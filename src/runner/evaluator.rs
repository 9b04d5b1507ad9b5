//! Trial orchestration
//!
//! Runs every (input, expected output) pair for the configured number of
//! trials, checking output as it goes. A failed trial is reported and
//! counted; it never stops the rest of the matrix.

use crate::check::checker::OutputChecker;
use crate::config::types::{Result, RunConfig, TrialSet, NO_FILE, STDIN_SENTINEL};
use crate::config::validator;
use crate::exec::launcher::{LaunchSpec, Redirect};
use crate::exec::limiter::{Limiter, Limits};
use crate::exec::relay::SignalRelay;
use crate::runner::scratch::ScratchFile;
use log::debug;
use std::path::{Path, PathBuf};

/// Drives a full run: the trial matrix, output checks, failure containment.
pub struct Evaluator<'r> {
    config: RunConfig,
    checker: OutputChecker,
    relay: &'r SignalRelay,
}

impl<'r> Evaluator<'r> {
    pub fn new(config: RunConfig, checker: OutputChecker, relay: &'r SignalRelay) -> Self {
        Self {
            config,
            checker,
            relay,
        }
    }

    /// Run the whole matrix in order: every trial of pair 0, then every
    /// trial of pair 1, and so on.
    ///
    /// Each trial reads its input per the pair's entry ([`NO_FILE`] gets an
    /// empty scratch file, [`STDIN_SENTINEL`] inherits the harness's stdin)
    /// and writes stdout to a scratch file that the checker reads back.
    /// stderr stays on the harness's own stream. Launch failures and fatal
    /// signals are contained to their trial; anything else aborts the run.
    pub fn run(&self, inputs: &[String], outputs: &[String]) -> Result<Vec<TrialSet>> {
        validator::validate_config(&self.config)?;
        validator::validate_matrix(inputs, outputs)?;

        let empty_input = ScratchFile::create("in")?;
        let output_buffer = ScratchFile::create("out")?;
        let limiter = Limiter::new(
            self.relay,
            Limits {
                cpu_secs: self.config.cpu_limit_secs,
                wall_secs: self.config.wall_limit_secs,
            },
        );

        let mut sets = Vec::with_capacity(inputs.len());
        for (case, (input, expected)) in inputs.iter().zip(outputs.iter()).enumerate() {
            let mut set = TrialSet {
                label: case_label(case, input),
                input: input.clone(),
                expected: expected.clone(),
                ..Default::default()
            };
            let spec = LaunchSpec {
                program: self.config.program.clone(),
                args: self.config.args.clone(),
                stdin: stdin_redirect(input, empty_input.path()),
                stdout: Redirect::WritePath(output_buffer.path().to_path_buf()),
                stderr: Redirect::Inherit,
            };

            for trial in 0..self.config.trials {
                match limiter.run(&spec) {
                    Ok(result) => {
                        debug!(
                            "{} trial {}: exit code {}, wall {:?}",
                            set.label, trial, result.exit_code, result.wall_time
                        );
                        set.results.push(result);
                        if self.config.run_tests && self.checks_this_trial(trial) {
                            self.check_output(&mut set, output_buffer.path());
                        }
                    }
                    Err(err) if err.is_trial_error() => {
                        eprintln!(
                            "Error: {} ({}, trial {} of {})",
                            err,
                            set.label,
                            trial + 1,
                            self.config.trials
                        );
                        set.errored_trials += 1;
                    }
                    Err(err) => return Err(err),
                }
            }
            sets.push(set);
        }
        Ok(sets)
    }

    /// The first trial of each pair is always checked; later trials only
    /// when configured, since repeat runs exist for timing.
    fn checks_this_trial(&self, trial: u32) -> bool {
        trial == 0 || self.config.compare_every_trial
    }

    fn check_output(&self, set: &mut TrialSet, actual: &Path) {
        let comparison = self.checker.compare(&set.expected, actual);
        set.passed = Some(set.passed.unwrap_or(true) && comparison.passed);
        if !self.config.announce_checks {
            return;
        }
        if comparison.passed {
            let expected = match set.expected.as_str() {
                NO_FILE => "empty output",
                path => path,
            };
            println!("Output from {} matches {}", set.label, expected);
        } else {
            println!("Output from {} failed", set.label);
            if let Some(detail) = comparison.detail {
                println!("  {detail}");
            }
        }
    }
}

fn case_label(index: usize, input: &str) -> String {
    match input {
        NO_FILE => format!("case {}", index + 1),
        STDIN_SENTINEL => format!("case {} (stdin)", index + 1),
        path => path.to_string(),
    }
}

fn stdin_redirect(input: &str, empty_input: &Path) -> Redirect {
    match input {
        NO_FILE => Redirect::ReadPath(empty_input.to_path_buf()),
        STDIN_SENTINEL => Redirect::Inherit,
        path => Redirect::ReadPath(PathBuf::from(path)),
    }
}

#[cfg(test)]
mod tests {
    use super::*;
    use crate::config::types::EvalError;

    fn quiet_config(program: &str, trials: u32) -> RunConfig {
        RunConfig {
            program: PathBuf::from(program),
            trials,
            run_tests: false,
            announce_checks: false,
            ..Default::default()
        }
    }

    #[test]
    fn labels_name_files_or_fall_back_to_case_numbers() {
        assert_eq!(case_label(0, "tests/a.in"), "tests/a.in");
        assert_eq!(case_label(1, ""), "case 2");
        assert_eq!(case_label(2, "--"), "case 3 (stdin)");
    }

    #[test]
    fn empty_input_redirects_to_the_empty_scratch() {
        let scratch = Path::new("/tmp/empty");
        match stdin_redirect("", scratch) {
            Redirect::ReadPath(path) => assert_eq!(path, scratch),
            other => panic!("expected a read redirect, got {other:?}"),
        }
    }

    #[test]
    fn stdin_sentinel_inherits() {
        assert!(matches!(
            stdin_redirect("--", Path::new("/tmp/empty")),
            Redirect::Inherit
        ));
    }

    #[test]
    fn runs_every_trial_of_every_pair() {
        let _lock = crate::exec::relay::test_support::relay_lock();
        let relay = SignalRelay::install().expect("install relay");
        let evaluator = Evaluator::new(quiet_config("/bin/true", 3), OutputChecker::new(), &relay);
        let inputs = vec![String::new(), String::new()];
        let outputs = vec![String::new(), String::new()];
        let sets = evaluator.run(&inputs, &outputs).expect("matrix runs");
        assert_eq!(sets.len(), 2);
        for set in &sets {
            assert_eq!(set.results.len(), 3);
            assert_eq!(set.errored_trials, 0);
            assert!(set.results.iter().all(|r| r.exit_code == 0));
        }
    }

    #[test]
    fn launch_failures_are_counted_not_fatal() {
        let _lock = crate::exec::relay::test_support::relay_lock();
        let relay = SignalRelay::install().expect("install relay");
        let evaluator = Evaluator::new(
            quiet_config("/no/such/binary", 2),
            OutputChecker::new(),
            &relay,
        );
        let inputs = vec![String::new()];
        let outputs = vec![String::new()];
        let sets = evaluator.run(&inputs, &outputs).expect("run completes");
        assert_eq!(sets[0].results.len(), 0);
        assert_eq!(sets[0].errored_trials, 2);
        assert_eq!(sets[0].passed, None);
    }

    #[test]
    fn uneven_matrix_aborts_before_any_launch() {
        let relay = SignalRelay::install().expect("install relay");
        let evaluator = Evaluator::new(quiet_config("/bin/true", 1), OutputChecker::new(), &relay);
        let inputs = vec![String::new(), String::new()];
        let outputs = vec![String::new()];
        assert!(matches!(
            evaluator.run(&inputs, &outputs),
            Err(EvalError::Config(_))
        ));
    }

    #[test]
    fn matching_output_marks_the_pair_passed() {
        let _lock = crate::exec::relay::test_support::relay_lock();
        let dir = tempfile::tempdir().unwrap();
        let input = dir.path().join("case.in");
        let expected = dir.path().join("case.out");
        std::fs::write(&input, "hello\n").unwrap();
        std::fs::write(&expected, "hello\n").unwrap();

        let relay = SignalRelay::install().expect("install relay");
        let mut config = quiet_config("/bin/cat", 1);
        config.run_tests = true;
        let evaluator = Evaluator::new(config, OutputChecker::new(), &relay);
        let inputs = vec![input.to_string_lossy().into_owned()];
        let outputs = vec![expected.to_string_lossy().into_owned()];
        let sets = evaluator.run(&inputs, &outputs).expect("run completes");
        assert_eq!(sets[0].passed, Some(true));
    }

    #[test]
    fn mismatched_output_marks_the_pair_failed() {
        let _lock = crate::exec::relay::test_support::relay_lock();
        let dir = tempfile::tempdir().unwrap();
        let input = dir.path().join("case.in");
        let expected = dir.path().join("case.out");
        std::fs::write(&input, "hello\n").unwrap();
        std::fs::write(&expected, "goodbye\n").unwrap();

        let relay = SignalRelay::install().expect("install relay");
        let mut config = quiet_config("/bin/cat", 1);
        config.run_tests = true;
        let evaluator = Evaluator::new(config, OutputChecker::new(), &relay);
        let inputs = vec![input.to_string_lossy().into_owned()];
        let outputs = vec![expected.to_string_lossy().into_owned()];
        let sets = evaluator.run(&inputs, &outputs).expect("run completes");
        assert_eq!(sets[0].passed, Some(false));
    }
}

Instructions to follow: A word-for-word copy of the lines above from the one with "fn checks_this_trial(&self, trial: u32)" through the one with "let comparison = self.checker.compare(&set.expected, actual);", inclusive, is the only output wanted.

Response area:
    fn checks_this_trial(&self, trial: u32) -> bool {
        trial == 0 || self.config.compare_every_trial
    }

    fn check_output(&self, set: &mut TrialSet, actual: &Path) {
        let comparison = self.checker.compare(&set.expected, actual);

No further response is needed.